##### RECORDED INFORMATION
#[async_trait]
impl BookingStore for PgStore {
    async fn insert_booking(&self, booking: &Booking) -> StoreResult<()> {
        sqlx::query(
            r#"
            INSERT INTO bookings (
                id, renter_id, item_id, owner_id, start_date, end_date, rental_days,
                daily_price, total_rent, deposit, total_amount, status, notes,
                handover_at, return_at, created_at, updated_at
            )
            VALUES ($1, $2, $3, $4, $5, $6, $7, $8, $9, $10, $11, $12, $13, $14, $15, $16, $17)
            "#,
        )
        .bind(booking.id)
        .bind(booking.renter_id)
        .bind(booking.item_id)
        .bind(booking.owner_id)
        .bind(booking.start_date)
        .bind(booking.end_date)
        .bind(booking.rental_days)
        .bind(booking.daily_price)
        .bind(booking.total_rent)
        .bind(booking.deposit)
        .bind(booking.total_amount)
        .bind(booking.status)
        .bind(&booking.notes)
        .bind(booking.handover_at)
        .bind(booking.return_at)
        .bind(booking.created_at)
        .bind(booking.updated_at)
        .execute(&self.pool)
        .await?;
        Ok(())
    }

    async fn find_booking(&self, id: Uuid) -> StoreResult<Option<Booking>> {
        let booking = sqlx::query_as::<_, Booking>("SELECT * FROM bookings WHERE id = $1")
            .bind(id)
            .fetch_optional(&self.pool)
            .await?;
        Ok(booking)
    }

    async fn list_bookings(
        &self,
        filter: &BookingFilter,
        page: PageRequest,
    ) -> StoreResult<(Vec<Booking>, i64)> {
        let mut query_builder = QueryBuilder::<Postgres>::new("SELECT * FROM bookings WHERE 1=1");
        let mut count_builder =
            QueryBuilder::<Postgres>::new("SELECT COUNT(*) FROM bookings WHERE 1=1");

        push_booking_filters(&mut query_builder, filter);
        push_booking_filters(&mut count_builder, filter);
        push_page(&mut query_builder, "created_at DESC", page);

        let bookings = query_builder
            .build_query_as::<Booking>()
            .fetch_all(&self.pool)
            .await?;
        let total = count_builder
            .build_query_scalar::<i64>()
            .fetch_one(&self.pool)
            .await?;

        Ok((bookings, total))
    }

    async fn transition_booking(
        &self,
        id: Uuid,
        from: &[BookingStatus],
        to: BookingStatus,
        release_stock: bool,
    ) -> StoreResult<Option<Booking>> {
        let from: Vec<String> = from.iter().map(|s| s.as_str().to_string()).collect();
        let mut tx = self.pool.begin().await?;

        let booking = sqlx::query_as::<_, Booking>(
            r#"
            UPDATE bookings
            SET status = $2,
                handover_at = CASE WHEN $2 = 'active'::booking_status THEN NOW() ELSE handover_at END,
                return_at = CASE WHEN $2 = 'completed'::booking_status THEN NOW() ELSE return_at END,
                updated_at = NOW()
            WHERE id = $1 AND status::text = ANY($3)
            RETURNING *
            "#,
        )
        .bind(id)
        .bind(to)
        .bind(&from)
        .fetch_optional(&mut *tx)
        .await?;

        let Some(booking) = booking else {
            tx.rollback().await?;
            return Ok(None);
        };

        if release_stock {
            sqlx::query(
                r#"
                UPDATE items
                SET available_stock = LEAST(available_stock + 1, stock), updated_at = NOW()
                WHERE id = $1
                "#,
            )
            .bind(booking.item_id)
            .execute(&mut *tx)
            .await?;
        }

        tx.commit().await?;
        Ok(Some(booking))
    }
}
impl ModerationService {
    pub fn new(store: SharedStore) -> Self {
        Self { store }
    }

    pub async fn submit_application(
        &self,
        actor: &Actor,
        request: PartnerApplicationRequest,
    ) -> Result<PartnerApplication, ServiceError> {
        authorize(actor, Resource::PartnerApplication, Action::Create)?;
        request.validate()?;

        let user = self
            .store
            .find_user(actor.user_id)
            .await?
            .ok_or(ServiceError::NotFound("user"))?;
        if user.role.at_least(UserRole::Partner) {
            return Err(ServiceError::Conflict("user is already a partner".to_string()));
        }

        if let Some(existing) = self.store.latest_application_for_user(actor.user_id).await? {
            if existing.status != ApprovalStatus::Rejected {
                return Err(ServiceError::Conflict(
                    "user already has a partner application".to_string(),
                ));
            }
        }

        let application = PartnerApplication {
            id: Uuid::new_v4(),
            user_id: actor.user_id,
            business_name: request.business_name.trim().to_string(),
            business_address: request.business_address.trim().to_string(),
            phone: request.phone,
            description: request.description,
            status: ApprovalStatus::Pending,
            rejection_reason: None,
            submitted_at: Utc::now(),
            decided_at: None,
            decided_by: None,
        };
        self.store.insert_application(&application).await?;

        tracing::info!(
            application_id = %application.id,
            user_id = %actor.user_id,
            "Partner application submitted"
        );
        Ok(application)
    }

    pub async fn my_application(&self, actor: &Actor) -> Result<PartnerApplication, ServiceError> {
        authorize(actor, Resource::PartnerApplication, Action::Read)?;
        self.store
            .latest_application_for_user(actor.user_id)
            .await?
            .ok_or(ServiceError::NotFound("partner application"))
    }

    pub async fn list_applications(
        &self,
        actor: &Actor,
        status: Option<ApprovalStatus>,
        page: PageRequest,
    ) -> Result<PaginatedResponse<PartnerApplication>, ServiceError> {
        authorize(actor, Resource::PartnerApplication, Action::Manage)?;
        let (rows, total) = self.store.list_applications(status, page).await?;
        Ok(PaginatedResponse::new(rows, total, page))
    }

    /// Approve and promote the applicant to partner.
    pub async fn approve_application(
        &self,
        actor: &Actor,
        application_id: Uuid,
    ) -> Result<PartnerApplication, ServiceError> {
        authorize(actor, Resource::PartnerApplication, Action::Approve)?;
        let application = self
            .decide_application(actor, application_id, ApprovalStatus::Approved, None)
            .await?;

        if let Some(mut user) = self.store.find_user(application.user_id).await? {
            if !user.role.at_least(UserRole::Partner) {
                user.role = UserRole::Partner;
                user.updated_at = Utc::now();
                self.store.update_user(&user).await?;
            }
        }

        tracing::info!(
            application_id = %application_id,
            user_id = %application.user_id,
            admin_id = %actor.user_id,
            "Partner application approved"
        );
        Ok(application)
    }

    pub async fn reject_application(
        &self,
        actor: &Actor,
        application_id: Uuid,
        request: RejectRequest,
    ) -> Result<PartnerApplication, ServiceError> {
        authorize(actor, Resource::PartnerApplication, Action::Approve)?;
        request.validate()?;
        let application = self
            .decide_application(
                actor,
                application_id,
                ApprovalStatus::Rejected,
                Some(request.reason),
            )
            .await?;
        tracing::info!(
            application_id = %application_id,
            admin_id = %actor.user_id,
            "Partner application rejected"
        );
        Ok(application)
    }

    async fn decide_application(
        &self,
        actor: &Actor,
        application_id: Uuid,
        status: ApprovalStatus,
        reason: Option<String>,
    ) -> Result<PartnerApplication, ServiceError> {
        let mut application = self
            .store
            .find_application(application_id)
            .await?
            .ok_or(ServiceError::NotFound("partner application"))?;
        if application.status != ApprovalStatus::Pending {
            return Err(ServiceError::Conflict("application already decided".to_string()));
        }

        application.status = status;
        application.rejection_reason = reason;
        application.decided_at = Some(Utc::now());
        application.decided_by = Some(actor.user_id);

        if !self.store.decide_application(&application).await? {
            return Err(ServiceError::Conflict("application already decided".to_string()));
        }
        Ok(application)
    }

    /// One review per completed booking, by its renter.
    pub async fn create_review(
        &self,
        actor: &Actor,
        booking_id: Uuid,
        request: CreateReviewRequest,
    ) -> Result<Review, ServiceError> {
        authorize(actor, Resource::Review, Action::Create)?;
        request.validate()?;

        let booking = self.find_booking(booking_id).await?;
        ensure_owner(actor, booking.renter_id, "booking")?;
        if booking.status != BookingStatus::Completed {
            return Err(ServiceError::Conflict(
                "only completed bookings can be reviewed".to_string(),
            ));
        }
        if self.store.find_review_for_booking(booking_id).await?.is_some() {
            return Err(ServiceError::Conflict(
                "booking has already been reviewed".to_string(),
            ));
        }

        let review = Review {
            id: Uuid::new_v4(),
            booking_id,
            user_id: actor.user_id,
            item_id: booking.item_id,
            rating: request.rating,
            comment: request.comment,
            created_at: Utc::now(),
        };
        self.store.insert_review(&review).await?;

        tracing::info!(
            review_id = %review.id,
            item_id = %review.item_id,
            rating = review.rating,
            "Review created"
        );
        Ok(review)
    }

    pub async fn item_reviews(
        &self,
        item_id: Uuid,
        page: PageRequest,
    ) -> Result<PaginatedResponse<Review>, ServiceError> {
        let (rows, total) = self.store.list_reviews_for_item(item_id, page).await?;
        Ok(PaginatedResponse::new(rows, total, page))
    }

    /// Renter or owner raises a dispute. The booking status is left alone.
    pub async fn open_dispute(
        &self,
        actor: &Actor,
        booking_id: Uuid,
        request: CreateDisputeRequest,
    ) -> Result<Dispute, ServiceError> {
        authorize(actor, Resource::Dispute, Action::Create)?;
        request.validate()?;

        let booking = self.find_booking(booking_id).await?;
        if actor.user_id != booking.owner_id {
            ensure_owner(actor, booking.renter_id, "booking")?;
        }
        if !DISPUTABLE.contains(&booking.status) {
            return Err(ServiceError::Conflict(format!(
                "cannot open a dispute on a {} booking",
                booking.status
            )));
        }

        let dispute = Dispute {
            id: Uuid::new_v4(),
            booking_id,
            reporter_id: actor.user_id,
            kind: request.kind,
            title: request.title.trim().to_string(),
            description: request.description,
            status: DisputeStatus::Open,
            resolution: None,
            resolved_by: None,
            created_at: Utc::now(),
            resolved_at: None,
        };
        self.store.insert_dispute(&dispute).await?;

        tracing::info!(dispute_id = %dispute.id, booking_id = %booking_id, "Dispute opened");
        Ok(dispute)
    }

    pub async fn my_disputes(
        &self,
        actor: &Actor,
        page: PageRequest,
    ) -> Result<PaginatedResponse<Dispute>, ServiceError> {
        authorize(actor, Resource::Dispute, Action::Read)?;
        let filter = DisputeFilter {
            reporter_id: Some(actor.user_id),
            ..Default::default()
        };
        let (rows, total) = self.store.list_disputes(&filter, page).await?;
        Ok(PaginatedResponse::new(rows, total, page))
    }

    pub async fn list_disputes(
        &self,
        actor: &Actor,
        status: Option<DisputeStatus>,
        page: PageRequest,
    ) -> Result<PaginatedResponse<Dispute>, ServiceError> {
        authorize(actor, Resource::Dispute, Action::Manage)?;
        let filter = DisputeFilter {
            status,
            ..Default::default()
        };
        let (rows, total) = self.store.list_disputes(&filter, page).await?;
        Ok(PaginatedResponse::new(rows, total, page))
    }

    pub async fn update_dispute(
        &self,
        actor: &Actor,
        dispute_id: Uuid,
        request: UpdateDisputeRequest,
    ) -> Result<Dispute, ServiceError> {
        authorize(actor, Resource::Dispute, Action::Manage)?;
        request.validate()?;

        let mut dispute = self
            .store
            .find_dispute(dispute_id)
            .await?
            .ok_or(ServiceError::NotFound("dispute"))?;
        if !dispute.status.can_move_to(request.status) {
            return Err(ServiceError::Conflict(format!(
                "dispute cannot move from {:?} to {:?}",
                dispute.status, request.status
            )));
        }

        dispute.status = request.status;
        if request.resolution.is_some() {
            dispute.resolution = request.resolution;
        }
        if matches!(request.status, DisputeStatus::Resolved | DisputeStatus::Closed) {
            dispute.resolved_by = Some(actor.user_id);
            dispute.resolved_at = Some(Utc::now());
        }
        self.store.update_dispute(&dispute).await?;

        tracing::info!(
            dispute_id = %dispute_id,
            status = ?dispute.status,
            admin_id = %actor.user_id,
            "Dispute updated"
        );
        Ok(dispute)
    }

    async fn find_booking(&self, booking_id: Uuid) -> Result<Booking, ServiceError> {
        self.store
            .find_booking(booking_id)
            .await?
            .ok_or(ServiceError::NotFound("booking"))
    }
}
##########
TASK TO CARRY OUT >> Which of the lines above carry the string "sqlx"? Copy every one.

EXERCISE SOLUTION >>
        sqlx::query(
        let booking = sqlx::query_as::<_, Booking>("SELECT * FROM bookings WHERE id = $1")
        let booking = sqlx::query_as::<_, Booking>(
            sqlx::query(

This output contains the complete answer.